» Data for this exercise:

= = = = =

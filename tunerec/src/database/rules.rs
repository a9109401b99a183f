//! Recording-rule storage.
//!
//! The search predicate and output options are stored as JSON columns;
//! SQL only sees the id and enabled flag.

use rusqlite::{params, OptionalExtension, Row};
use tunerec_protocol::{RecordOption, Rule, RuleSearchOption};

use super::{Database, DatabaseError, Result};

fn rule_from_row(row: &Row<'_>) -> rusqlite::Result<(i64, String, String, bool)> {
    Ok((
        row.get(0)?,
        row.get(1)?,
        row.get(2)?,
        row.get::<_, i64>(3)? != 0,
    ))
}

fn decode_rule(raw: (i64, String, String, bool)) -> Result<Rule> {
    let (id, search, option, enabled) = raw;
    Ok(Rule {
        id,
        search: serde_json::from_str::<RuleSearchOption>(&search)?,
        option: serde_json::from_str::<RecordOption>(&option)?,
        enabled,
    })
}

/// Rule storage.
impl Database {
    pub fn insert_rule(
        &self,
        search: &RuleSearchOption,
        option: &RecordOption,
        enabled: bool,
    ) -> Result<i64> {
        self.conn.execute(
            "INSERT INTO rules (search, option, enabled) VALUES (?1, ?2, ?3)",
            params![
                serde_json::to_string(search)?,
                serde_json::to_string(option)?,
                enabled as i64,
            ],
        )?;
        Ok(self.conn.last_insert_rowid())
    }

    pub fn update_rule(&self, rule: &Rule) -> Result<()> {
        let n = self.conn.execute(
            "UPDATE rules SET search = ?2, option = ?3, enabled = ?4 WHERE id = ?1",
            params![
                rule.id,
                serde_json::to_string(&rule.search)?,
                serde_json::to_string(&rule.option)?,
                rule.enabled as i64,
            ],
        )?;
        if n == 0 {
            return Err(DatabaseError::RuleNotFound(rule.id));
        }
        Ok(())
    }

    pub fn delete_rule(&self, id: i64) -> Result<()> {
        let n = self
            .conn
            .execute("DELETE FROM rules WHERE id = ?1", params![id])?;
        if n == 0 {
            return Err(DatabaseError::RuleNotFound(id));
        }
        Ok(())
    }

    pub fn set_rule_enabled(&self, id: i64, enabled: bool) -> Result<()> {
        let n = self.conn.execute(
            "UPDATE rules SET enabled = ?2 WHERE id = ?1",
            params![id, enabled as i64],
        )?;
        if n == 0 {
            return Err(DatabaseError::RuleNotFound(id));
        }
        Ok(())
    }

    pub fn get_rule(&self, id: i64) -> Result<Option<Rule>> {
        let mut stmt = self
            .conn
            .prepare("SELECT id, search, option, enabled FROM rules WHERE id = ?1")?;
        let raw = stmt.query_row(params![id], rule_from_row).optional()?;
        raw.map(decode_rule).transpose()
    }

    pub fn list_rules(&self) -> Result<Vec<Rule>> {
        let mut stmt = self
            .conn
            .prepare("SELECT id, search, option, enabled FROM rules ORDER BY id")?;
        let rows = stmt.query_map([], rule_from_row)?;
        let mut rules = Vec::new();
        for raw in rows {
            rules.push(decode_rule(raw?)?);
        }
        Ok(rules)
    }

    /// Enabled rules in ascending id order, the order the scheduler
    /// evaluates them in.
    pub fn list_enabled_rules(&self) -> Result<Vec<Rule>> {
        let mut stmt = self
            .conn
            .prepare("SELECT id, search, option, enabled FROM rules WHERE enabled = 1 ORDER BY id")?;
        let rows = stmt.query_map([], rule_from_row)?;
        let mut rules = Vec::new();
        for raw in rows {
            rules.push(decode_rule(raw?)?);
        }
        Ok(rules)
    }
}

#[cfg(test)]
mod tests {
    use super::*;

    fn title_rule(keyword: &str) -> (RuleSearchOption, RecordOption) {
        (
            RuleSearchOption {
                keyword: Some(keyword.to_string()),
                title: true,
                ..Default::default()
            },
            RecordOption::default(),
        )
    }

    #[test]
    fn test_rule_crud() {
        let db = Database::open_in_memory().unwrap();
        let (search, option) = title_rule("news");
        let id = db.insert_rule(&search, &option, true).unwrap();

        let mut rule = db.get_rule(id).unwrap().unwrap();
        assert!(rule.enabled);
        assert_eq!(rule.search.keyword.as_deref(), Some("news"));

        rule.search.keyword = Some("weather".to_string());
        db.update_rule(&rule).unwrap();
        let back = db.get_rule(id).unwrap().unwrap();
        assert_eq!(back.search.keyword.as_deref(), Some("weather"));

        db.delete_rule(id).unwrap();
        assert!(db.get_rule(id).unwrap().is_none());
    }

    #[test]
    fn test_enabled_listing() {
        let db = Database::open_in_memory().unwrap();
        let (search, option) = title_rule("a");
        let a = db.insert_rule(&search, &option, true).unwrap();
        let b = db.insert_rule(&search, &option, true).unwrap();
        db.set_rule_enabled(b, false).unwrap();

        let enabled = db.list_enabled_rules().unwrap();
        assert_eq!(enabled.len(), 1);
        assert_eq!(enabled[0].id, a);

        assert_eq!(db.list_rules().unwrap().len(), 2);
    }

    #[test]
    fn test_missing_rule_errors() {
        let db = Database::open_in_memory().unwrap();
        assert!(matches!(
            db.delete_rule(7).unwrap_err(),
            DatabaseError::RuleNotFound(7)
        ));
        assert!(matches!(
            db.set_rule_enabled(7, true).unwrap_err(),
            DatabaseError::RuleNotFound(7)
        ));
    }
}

= = = = =

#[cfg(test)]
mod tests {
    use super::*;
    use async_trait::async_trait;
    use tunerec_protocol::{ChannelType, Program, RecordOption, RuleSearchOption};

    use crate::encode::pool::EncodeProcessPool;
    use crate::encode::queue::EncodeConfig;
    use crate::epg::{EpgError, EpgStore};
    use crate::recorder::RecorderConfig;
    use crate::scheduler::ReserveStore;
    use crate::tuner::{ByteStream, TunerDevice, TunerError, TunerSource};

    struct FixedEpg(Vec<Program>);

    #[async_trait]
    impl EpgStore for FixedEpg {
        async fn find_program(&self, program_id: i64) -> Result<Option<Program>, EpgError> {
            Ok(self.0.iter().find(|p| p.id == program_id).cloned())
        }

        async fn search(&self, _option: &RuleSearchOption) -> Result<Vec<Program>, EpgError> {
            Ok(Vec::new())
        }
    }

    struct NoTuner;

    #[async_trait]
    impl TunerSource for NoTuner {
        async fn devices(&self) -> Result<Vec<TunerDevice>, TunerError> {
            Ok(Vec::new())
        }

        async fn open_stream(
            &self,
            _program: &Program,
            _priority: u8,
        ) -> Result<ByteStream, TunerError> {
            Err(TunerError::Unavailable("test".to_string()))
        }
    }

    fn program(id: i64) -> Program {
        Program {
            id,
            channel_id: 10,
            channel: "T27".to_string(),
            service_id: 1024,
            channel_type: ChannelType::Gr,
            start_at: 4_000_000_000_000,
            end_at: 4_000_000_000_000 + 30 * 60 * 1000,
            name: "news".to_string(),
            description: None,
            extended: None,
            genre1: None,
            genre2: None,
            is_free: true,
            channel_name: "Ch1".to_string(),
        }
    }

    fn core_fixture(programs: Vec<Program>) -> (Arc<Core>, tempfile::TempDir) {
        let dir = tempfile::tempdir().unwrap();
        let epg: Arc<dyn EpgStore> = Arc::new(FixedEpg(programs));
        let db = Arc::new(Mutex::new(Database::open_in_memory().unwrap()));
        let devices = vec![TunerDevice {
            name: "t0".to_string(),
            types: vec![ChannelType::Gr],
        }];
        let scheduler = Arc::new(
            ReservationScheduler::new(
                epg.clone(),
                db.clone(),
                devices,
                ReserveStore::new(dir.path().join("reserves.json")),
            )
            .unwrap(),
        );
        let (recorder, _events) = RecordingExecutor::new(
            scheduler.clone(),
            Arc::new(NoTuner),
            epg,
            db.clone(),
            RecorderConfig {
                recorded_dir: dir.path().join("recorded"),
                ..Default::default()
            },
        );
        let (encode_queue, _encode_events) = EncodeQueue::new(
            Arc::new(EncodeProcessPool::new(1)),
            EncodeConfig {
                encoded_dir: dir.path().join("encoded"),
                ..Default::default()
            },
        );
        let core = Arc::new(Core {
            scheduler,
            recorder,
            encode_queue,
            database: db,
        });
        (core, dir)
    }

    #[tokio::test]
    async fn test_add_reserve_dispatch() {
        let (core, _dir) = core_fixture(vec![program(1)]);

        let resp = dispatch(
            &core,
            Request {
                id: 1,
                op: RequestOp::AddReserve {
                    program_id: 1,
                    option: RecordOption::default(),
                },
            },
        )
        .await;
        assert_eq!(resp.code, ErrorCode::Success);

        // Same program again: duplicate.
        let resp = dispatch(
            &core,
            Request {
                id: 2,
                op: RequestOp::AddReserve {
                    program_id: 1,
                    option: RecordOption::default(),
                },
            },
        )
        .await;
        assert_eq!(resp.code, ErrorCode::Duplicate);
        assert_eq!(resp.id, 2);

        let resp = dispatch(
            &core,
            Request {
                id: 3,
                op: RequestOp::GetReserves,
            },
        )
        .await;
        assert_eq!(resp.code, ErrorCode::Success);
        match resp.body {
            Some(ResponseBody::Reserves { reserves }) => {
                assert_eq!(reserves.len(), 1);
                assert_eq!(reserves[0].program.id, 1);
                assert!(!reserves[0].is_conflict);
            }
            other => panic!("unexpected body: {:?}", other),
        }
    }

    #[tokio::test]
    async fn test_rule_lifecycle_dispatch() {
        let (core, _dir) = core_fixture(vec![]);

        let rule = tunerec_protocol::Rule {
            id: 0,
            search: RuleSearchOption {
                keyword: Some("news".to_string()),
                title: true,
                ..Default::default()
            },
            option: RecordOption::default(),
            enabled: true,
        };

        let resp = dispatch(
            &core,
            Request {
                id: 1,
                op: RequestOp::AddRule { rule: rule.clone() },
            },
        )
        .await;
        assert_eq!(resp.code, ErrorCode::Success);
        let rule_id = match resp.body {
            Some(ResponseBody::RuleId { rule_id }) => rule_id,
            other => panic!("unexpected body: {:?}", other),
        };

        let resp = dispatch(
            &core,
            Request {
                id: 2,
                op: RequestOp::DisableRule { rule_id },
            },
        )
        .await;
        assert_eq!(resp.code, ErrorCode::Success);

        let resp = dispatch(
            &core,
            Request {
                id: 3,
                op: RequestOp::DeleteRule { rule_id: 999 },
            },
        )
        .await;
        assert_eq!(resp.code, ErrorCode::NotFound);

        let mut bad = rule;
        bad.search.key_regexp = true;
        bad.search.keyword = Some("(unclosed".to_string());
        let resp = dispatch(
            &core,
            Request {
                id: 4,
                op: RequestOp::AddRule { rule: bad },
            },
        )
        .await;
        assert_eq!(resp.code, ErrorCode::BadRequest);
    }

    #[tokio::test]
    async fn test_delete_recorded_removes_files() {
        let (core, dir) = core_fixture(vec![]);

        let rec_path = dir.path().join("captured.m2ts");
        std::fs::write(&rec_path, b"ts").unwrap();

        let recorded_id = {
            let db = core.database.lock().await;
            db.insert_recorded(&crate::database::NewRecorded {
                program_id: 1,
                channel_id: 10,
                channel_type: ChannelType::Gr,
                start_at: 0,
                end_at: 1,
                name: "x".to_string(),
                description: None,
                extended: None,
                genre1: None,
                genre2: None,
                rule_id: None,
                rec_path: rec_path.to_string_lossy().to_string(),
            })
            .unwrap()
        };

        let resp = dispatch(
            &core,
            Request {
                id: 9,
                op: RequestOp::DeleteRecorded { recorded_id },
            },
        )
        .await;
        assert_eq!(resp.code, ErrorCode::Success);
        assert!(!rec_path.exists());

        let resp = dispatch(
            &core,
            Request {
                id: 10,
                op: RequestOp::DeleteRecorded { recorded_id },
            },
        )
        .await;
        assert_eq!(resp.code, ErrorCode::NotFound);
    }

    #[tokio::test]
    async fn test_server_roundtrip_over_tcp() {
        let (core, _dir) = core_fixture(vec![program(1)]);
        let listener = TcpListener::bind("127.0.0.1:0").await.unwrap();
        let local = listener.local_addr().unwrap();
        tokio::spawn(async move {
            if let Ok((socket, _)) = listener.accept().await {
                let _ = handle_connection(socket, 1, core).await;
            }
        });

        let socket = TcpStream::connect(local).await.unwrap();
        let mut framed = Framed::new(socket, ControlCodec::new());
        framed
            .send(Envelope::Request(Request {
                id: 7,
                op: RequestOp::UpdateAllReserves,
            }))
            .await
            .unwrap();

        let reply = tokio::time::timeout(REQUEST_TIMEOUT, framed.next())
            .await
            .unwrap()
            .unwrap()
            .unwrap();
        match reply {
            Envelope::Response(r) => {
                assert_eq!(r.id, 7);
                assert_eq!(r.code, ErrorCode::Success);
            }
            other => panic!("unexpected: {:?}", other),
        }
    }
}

= = = = =

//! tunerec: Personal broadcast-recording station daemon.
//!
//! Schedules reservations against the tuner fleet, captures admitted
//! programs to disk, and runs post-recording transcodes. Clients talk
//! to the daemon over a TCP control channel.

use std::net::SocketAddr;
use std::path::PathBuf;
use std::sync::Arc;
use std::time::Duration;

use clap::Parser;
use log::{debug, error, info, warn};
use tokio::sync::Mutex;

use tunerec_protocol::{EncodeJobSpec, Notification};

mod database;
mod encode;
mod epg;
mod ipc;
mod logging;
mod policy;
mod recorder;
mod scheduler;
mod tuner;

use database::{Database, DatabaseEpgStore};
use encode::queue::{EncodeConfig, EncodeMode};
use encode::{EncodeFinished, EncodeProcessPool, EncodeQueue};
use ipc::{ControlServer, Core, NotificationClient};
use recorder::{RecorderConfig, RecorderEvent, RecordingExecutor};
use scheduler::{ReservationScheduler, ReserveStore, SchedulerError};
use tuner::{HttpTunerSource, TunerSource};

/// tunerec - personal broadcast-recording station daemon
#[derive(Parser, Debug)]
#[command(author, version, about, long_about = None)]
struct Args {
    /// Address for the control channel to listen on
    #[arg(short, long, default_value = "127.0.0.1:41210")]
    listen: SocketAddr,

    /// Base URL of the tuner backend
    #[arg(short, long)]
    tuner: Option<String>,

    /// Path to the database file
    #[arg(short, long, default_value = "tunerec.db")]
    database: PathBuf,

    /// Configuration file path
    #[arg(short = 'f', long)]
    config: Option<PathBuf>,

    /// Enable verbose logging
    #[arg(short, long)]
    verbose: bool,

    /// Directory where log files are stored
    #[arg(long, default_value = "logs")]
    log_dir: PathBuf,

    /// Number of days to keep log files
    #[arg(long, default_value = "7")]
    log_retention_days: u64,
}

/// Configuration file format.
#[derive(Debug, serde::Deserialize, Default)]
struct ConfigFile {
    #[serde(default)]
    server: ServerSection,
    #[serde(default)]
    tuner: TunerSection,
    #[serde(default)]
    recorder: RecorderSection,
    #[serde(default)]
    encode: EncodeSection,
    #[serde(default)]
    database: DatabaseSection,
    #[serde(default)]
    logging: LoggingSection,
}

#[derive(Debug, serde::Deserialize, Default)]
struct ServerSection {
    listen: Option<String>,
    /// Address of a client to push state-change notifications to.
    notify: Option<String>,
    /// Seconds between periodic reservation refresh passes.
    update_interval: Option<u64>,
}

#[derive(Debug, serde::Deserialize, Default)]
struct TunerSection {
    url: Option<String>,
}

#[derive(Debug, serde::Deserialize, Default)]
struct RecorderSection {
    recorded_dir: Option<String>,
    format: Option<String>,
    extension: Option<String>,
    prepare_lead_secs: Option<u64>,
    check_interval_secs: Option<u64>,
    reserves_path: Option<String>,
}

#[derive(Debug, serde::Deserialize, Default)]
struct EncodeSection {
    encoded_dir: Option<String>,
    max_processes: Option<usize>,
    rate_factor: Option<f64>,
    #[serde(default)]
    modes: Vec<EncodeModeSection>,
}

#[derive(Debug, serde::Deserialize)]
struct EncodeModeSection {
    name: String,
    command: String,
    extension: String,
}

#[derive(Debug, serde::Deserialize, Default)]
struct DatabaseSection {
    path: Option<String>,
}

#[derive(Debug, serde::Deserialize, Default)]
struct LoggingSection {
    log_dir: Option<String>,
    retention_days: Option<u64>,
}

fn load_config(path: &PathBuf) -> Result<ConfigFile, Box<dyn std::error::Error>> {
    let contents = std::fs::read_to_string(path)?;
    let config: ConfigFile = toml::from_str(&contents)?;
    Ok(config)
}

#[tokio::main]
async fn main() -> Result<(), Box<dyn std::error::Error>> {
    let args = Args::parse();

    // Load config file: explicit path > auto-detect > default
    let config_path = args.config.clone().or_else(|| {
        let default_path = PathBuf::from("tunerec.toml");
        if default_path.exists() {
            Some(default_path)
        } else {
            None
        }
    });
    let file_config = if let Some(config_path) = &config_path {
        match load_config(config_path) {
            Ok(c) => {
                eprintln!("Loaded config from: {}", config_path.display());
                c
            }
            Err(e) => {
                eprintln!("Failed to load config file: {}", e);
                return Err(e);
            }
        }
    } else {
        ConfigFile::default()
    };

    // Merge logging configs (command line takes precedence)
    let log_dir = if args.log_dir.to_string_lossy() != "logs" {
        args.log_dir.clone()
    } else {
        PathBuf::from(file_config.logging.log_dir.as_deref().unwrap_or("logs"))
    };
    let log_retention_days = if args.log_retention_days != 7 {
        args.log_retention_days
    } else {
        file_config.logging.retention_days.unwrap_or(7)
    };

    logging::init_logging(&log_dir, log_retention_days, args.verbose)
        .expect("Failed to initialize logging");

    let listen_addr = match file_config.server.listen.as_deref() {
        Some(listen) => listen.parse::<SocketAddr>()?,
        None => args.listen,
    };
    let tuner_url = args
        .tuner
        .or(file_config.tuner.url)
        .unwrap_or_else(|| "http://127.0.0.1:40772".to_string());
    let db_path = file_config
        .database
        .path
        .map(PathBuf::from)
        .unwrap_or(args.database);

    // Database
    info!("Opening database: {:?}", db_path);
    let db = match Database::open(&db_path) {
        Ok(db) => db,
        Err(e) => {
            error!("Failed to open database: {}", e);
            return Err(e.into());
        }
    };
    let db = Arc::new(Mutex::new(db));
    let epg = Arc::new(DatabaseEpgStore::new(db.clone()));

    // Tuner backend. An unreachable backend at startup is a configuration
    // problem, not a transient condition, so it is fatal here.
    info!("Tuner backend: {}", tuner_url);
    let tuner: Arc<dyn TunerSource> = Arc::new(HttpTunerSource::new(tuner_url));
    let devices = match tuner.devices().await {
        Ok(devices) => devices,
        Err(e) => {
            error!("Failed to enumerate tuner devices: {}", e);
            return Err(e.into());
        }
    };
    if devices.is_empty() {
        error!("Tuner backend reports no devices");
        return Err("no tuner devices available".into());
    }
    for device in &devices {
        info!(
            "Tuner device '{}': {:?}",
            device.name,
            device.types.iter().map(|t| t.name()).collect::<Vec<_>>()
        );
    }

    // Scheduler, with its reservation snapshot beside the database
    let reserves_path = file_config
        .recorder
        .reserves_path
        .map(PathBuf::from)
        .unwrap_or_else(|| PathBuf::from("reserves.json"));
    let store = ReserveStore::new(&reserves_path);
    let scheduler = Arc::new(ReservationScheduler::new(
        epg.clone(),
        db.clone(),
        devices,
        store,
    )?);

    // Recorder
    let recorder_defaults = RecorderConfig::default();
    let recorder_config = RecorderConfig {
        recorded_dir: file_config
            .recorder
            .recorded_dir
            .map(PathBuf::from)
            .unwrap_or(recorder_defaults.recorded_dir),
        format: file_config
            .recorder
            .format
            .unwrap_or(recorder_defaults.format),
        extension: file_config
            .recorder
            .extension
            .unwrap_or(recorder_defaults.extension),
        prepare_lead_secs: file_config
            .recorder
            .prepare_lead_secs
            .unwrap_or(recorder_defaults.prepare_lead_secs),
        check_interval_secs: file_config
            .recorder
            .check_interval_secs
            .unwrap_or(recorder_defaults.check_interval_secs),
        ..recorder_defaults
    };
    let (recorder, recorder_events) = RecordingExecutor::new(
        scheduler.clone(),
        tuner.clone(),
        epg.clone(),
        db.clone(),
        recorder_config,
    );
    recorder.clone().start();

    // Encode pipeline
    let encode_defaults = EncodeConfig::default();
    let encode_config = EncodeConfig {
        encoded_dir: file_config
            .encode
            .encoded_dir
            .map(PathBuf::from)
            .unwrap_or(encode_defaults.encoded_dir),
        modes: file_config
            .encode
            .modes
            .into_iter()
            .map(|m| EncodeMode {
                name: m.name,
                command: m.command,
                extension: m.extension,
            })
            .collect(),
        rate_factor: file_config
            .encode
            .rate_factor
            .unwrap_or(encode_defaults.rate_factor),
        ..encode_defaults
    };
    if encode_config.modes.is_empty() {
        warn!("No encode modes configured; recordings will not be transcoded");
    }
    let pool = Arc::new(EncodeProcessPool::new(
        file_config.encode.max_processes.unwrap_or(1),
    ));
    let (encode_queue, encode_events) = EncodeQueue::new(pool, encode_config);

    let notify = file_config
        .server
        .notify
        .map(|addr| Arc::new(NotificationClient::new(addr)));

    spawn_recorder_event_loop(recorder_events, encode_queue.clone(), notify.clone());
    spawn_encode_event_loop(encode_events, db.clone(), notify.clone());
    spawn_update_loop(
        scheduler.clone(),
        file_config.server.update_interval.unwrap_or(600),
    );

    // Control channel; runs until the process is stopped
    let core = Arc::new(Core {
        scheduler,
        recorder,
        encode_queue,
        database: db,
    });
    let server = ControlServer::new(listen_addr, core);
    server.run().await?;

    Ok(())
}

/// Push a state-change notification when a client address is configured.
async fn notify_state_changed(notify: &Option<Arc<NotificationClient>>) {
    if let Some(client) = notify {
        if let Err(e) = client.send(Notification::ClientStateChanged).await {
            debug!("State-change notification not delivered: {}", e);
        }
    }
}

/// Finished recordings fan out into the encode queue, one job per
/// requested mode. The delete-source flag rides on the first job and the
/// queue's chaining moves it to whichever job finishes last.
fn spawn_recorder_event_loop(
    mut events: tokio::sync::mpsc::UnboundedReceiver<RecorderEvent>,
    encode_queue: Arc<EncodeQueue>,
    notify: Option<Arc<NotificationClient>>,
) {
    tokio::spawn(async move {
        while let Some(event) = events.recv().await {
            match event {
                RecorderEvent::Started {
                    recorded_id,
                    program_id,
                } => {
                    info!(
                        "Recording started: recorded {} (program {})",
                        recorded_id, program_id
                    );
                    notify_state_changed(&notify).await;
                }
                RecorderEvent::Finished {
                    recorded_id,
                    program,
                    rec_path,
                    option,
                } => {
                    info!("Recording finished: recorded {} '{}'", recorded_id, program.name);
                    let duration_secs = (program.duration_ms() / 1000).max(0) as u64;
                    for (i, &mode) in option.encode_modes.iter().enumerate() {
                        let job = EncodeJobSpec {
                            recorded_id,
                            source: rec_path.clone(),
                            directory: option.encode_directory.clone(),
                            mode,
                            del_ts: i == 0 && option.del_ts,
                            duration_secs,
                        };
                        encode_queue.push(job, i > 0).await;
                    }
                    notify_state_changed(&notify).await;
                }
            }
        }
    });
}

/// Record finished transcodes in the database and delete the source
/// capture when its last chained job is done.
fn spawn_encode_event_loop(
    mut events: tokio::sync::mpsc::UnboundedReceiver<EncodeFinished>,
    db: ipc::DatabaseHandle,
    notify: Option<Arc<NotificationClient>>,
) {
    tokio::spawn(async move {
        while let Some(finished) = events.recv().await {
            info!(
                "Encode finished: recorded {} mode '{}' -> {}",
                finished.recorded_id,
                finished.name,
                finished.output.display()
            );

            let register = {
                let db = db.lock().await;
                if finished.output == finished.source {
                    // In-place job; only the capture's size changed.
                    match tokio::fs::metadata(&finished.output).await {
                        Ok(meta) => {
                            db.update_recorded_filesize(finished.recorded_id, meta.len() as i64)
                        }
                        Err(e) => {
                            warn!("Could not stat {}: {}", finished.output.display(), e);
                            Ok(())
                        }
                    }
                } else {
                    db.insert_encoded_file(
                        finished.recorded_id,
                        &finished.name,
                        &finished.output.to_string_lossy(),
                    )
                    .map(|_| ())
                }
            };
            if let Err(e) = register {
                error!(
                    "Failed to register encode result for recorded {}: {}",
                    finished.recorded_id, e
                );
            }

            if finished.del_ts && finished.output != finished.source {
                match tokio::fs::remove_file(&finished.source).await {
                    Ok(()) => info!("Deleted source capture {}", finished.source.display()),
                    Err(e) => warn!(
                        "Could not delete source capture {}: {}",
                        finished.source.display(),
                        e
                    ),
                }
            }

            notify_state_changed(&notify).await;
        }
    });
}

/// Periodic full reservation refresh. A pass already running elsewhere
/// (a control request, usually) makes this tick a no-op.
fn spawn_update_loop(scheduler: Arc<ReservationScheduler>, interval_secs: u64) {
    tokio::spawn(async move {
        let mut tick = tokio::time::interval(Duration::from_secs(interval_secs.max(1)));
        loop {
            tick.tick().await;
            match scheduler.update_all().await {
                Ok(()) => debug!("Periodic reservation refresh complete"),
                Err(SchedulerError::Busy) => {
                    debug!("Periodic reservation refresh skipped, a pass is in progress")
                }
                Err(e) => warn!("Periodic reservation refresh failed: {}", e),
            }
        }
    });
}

= = = = =

» Task directions: Pull together all lines from the data that mention the word "bool".

» Exercise solution:
fn rule_from_row(row: &Row<'_>) -> rusqlite::Result<(i64, String, String, bool)> {
fn decode_rule(raw: (i64, String, String, bool)) -> Result<Rule> {
        enabled: bool,
    pub fn set_rule_enabled(&self, id: i64, enabled: bool) -> Result<()> {
    verbose: bool,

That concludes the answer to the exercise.